Critique please

Hellgap - I just used powerpoint drawing tools to get it close. Then it goes to CAD, tweak, back to CAD, then to the water jetter.
 
I'd recommend making a sen to help with the shaping of the cutting edge. Draw filing and a sen should make fairly short work of this design.

Design notes, you say it'll be used for more camping outdoor type of work. I'd recomment putting more swell in the center of the handle, removing some swell from the butt (you'll get hand cramps from the strain on the pinky and ring fingers) and add a little bit of a "hook" to the bottom of the butt for retention if you do have to swing it. I appreciate the aesthetics of the swedge on the spine but for general camping you may want a bit more meat on the spine to allow batoning through wood or for mass when splitting kindling.

Love the design and my comments are purely based on my design principles.
 
Hi Will,
I appreciate the thought put into your post. I used a device like the sen (didn't know what it was called) in a prior life. A tool and die maker was a fellow skier and he showed me a device he used to sharpen skis. At the time, I found it took too much material but for the application described, I clearly see the value.

I'm doing mock ups in wood with different handle wrap configs. Thicker was more comfortable but throws off the lines (imo). I agree with you that for extended use, this may not be the best design. To that end I was shooting for a unitype handle that will allow for tsukamaki or cord wrap with varying underlayment thicknesses or more ergo shaped scales. This may be one of those trade-off/compromise areas but I will go as thick as possible. That concern came up more than once.
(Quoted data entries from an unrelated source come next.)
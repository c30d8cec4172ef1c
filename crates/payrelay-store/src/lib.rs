//! `RocksDB` storage layer for payrelay.
//!
//! This crate persists the payment-record tables the webhook path
//! reconciles against, using `RocksDB` with one column family per table.
//!
//! # Architecture
//!
//! - `customers`: customer records, keyed by `user_id`
//! - `customers_by_setup_intent`: index for resolving setup-intent events
//! - `invoices`, `rule_payments`, `request_payments`, `additional_charges`,
//!   `commission_payments`: the five payment tables, keyed by record id
//! - `processed_events`: webhook redelivery ledger, keyed by event id
//!
//! Records are created by the surrounding application; the webhook path
//! only mutates status/reference/snapshot fields. No transaction wraps a
//! lookup-then-update sequence, so concurrent deliveries racing on one
//! record are last-writer-wins.
//!
//! # Example
//!
//! ```no_run
//! use payrelay_core::{Invoice, RecordId};
//! use payrelay_store::{RocksStore, Store};
//!
//! let store = RocksStore::open("/tmp/payrelay-db").unwrap();
//!
//! let invoice = Invoice::new(RecordId::new(7));
//! store.put_invoice(&invoice).unwrap();
//!
//! let found = store.get_invoice(RecordId::new(7)).unwrap();
//! assert!(found.is_some());
//! ```

#![forbid(unsafe_code)]
#![warn(missing_docs)]
#![warn(clippy::all)]
#![warn(clippy::pedantic)]

pub mod error;
pub mod keys;
pub mod rocks;
pub mod schema;

pub use error::{Result, StoreError};
pub use rocks::RocksStore;

use chrono::{DateTime, Utc};
use payrelay_core::{
    AdditionalCharge, CartId, CommissionPayment, CommissionPeriod, Customer, Invoice, RecordId,
    RecordKind, RequestPayment, RulePayment, UserId,
};

/// A record found by the reverse reference lookup, tagged with its table.
#[derive(Debug, Clone)]
pub enum ReferenceMatch {
    /// Found in the invoice table.
    Invoice(Invoice),
    /// Found in the rule-payment table.
    RulePayment(RulePayment),
    /// Found in the request-payment table.
    RequestPayment(RequestPayment),
    /// Found in the additional-charge table.
    AdditionalCharge(AdditionalCharge),
    /// Found in the commission table.
    Commission(CommissionPayment),
}

impl ReferenceMatch {
    /// The table the match came from.
    #[must_use]
    pub fn kind(&self) -> RecordKind {
        match self {
            Self::Invoice(_) => RecordKind::Invoice,
            Self::RulePayment(_) => RecordKind::RulePayment,
            Self::RequestPayment(_) => RecordKind::RequestPayment,
            Self::AdditionalCharge(_) => RecordKind::AdditionalCharge,
            Self::Commission(_) => RecordKind::Commission,
        }
    }
}

/// The storage trait defining all database operations.
///
/// This trait abstracts the storage layer so handlers and tests depend on
/// the operations, not on `RocksDB`.
pub trait Store: Send + Sync {
    // =========================================================================
    // Customer Operations
    // =========================================================================

    /// Insert or update a customer record, maintaining the setup-intent index.
    ///
    /// # Errors
    ///
    /// Returns an error if the database operation fails.
    fn put_customer(&self, customer: &Customer) -> Result<()>;

    /// Get a customer by user id.
    ///
    /// # Errors
    ///
    /// Returns an error if the database operation fails.
    fn get_customer(&self, user_id: UserId) -> Result<Option<Customer>>;

    /// Resolve a setup-intent reference to the customer that owns it.
    ///
    /// # Errors
    ///
    /// Returns an error if the database operation fails.
    fn find_customer_by_setup_intent(&self, setup_intent_id: &str) -> Result<Option<Customer>>;

    // =========================================================================
    // Invoice Operations
    // =========================================================================

    /// Insert or update an invoice.
    ///
    /// # Errors
    ///
    /// Returns an error if the database operation fails.
    fn put_invoice(&self, invoice: &Invoice) -> Result<()>;

    /// Get an invoice by record id.
    ///
    /// # Errors
    ///
    /// Returns an error if the database operation fails.
    fn get_invoice(&self, id: RecordId) -> Result<Option<Invoice>>;

    /// Find the invoice whose stored charge reference equals `reference`.
    ///
    /// # Errors
    ///
    /// Returns an error if the database operation fails.
    fn find_invoice_by_charge(&self, reference: &str) -> Result<Option<Invoice>>;

    /// Find the invoice linked to `subscription_group`.
    ///
    /// # Errors
    ///
    /// Returns an error if the database operation fails.
    fn find_invoice_by_subscription_group(&self, group: &str) -> Result<Option<Invoice>>;

    // =========================================================================
    // Rule Payment Operations
    // =========================================================================

    /// Insert or update a rule payment.
    ///
    /// # Errors
    ///
    /// Returns an error if the database operation fails.
    fn put_rule_payment(&self, payment: &RulePayment) -> Result<()>;

    /// Get a rule payment by record id.
    ///
    /// # Errors
    ///
    /// Returns an error if the database operation fails.
    fn get_rule_payment(&self, id: RecordId) -> Result<Option<RulePayment>>;

    /// Get every rule payment whose id appears in `ids`, in store order.
    /// Missing ids are skipped, not errors.
    ///
    /// # Errors
    ///
    /// Returns an error if the database operation fails.
    fn get_rule_payments(&self, ids: &[RecordId]) -> Result<Vec<RulePayment>>;

    // =========================================================================
    // Request Payment Operations
    // =========================================================================

    /// Insert or update a request payment.
    ///
    /// # Errors
    ///
    /// Returns an error if the database operation fails.
    fn put_request_payment(&self, payment: &RequestPayment) -> Result<()>;

    /// Get a request payment by record id.
    ///
    /// # Errors
    ///
    /// Returns an error if the database operation fails.
    fn get_request_payment(&self, id: RecordId) -> Result<Option<RequestPayment>>;

    /// Find the user's claimable request payment: stored reference empty or
    /// equal to `payment_ref`, most recently created wins.
    ///
    /// # Errors
    ///
    /// Returns an error if the database operation fails.
    fn find_request_payment(
        &self,
        user_id: UserId,
        payment_ref: &str,
    ) -> Result<Option<RequestPayment>>;

    // =========================================================================
    // Additional Charge Operations
    // =========================================================================

    /// Insert or update an additional charge.
    ///
    /// # Errors
    ///
    /// Returns an error if the database operation fails.
    fn put_additional_charge(&self, charge: &AdditionalCharge) -> Result<()>;

    /// Get an additional charge by record id.
    ///
    /// # Errors
    ///
    /// Returns an error if the database operation fails.
    fn get_additional_charge(&self, id: RecordId) -> Result<Option<AdditionalCharge>>;

    /// Find the claimable additional charge, keyed by cart when `cart_id`
    /// is present, else by user. Same selection rule as
    /// [`Store::find_request_payment`].
    ///
    /// # Errors
    ///
    /// Returns an error if the database operation fails.
    fn find_additional_charge(
        &self,
        cart_id: Option<CartId>,
        user_id: UserId,
        payment_ref: &str,
    ) -> Result<Option<AdditionalCharge>>;

    // =========================================================================
    // Commission Operations
    // =========================================================================

    /// Insert or update a commission payment.
    ///
    /// # Errors
    ///
    /// Returns an error if the database operation fails.
    fn put_commission(&self, commission: &CommissionPayment) -> Result<()>;

    /// Get a commission payment by record id.
    ///
    /// # Errors
    ///
    /// Returns an error if the database operation fails.
    fn get_commission(&self, id: RecordId) -> Result<Option<CommissionPayment>>;

    /// Find the commission row for a composite `(admin, month, year)` key.
    ///
    /// # Errors
    ///
    /// Returns an error if the database operation fails.
    fn find_commission_by_period(
        &self,
        period: CommissionPeriod,
    ) -> Result<Option<CommissionPayment>>;

    /// Find the commission row whose stored reference equals `payment_ref`.
    ///
    /// # Errors
    ///
    /// Returns an error if the database operation fails.
    fn find_commission_by_reference(&self, payment_ref: &str)
        -> Result<Option<CommissionPayment>>;

    // =========================================================================
    // Reverse Lookup
    // =========================================================================

    /// Search every table's stored-reference column for `payment_ref`, in
    /// fixed priority order: invoice, rule payment, request payment,
    /// additional charge, commission. First match wins.
    ///
    /// # Errors
    ///
    /// Returns an error if the database operation fails.
    fn find_by_reference(&self, payment_ref: &str) -> Result<Option<ReferenceMatch>>;

    // =========================================================================
    // Processed-Event Ledger
    // =========================================================================

    /// Record an event id as processed. Returns `false` (and writes
    /// nothing) when the id is already in the ledger.
    ///
    /// # Errors
    ///
    /// Returns an error if the database operation fails.
    fn insert_processed_event(&self, event_id: &str, created_at: DateTime<Utc>) -> Result<bool>;

    /// Whether an event id is already in the ledger.
    ///
    /// # Errors
    ///
    /// Returns an error if the database operation fails.
    fn has_processed_event(&self, event_id: &str) -> Result<bool>;

    /// Delete ledger entries whose event timestamp is older than `cutoff`.
    /// Returns the number of entries removed.
    ///
    /// # Errors
    ///
    /// Returns an error if the database operation fails.
    fn prune_processed_events(&self, cutoff: DateTime<Utc>) -> Result<usize>;
}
If I can achieve all other design objectives and not be able to baton/split a 2" dried out, foot long piece of tree limb, I may just have to get up off my lazy rump and go get the darn axe. I can live with that and appreciate being told up front the design won't support the app. As Dirty Harry once said: "A man's got to know his limitations."
 
Hellgap,

google free drawing software. I did a quick test on this site
http://www.litha-paint.com/demo.html and was able to replicate what I did in Powerpoint.

My drawing is just a series of small straight lines linked together and circles where you want them. Each time you stop and start you create edit points along that line that you tweak up/down/left/right to get curves.

Break your work up into blade spine, blade edge, handle spine, handle bottom. You'll then have templates to adjust to your heart's content.
 

Attachments

Cool this will work. I wasn't sure so I didn't go into detail.

I attached a word doc. If you open it and right click on the line that make up the blade edge for example, you will get a menu. Click "edit points". You'll then see a series of points along the legth of the blade. Point to one, hold down your left mouse button and drag you mouse. The "right click" menu also allows adding and deleting points. Experiment and play.
 
I like the design but second the suggestion of using thinner stock. For reference, my Spyderco Lum tanto measures .174" and a similar sized flat ground Busse measures .267" including coating. The Lum seems sturdy and is nice to use but the Busse really does feel like a sharpened pry-bar.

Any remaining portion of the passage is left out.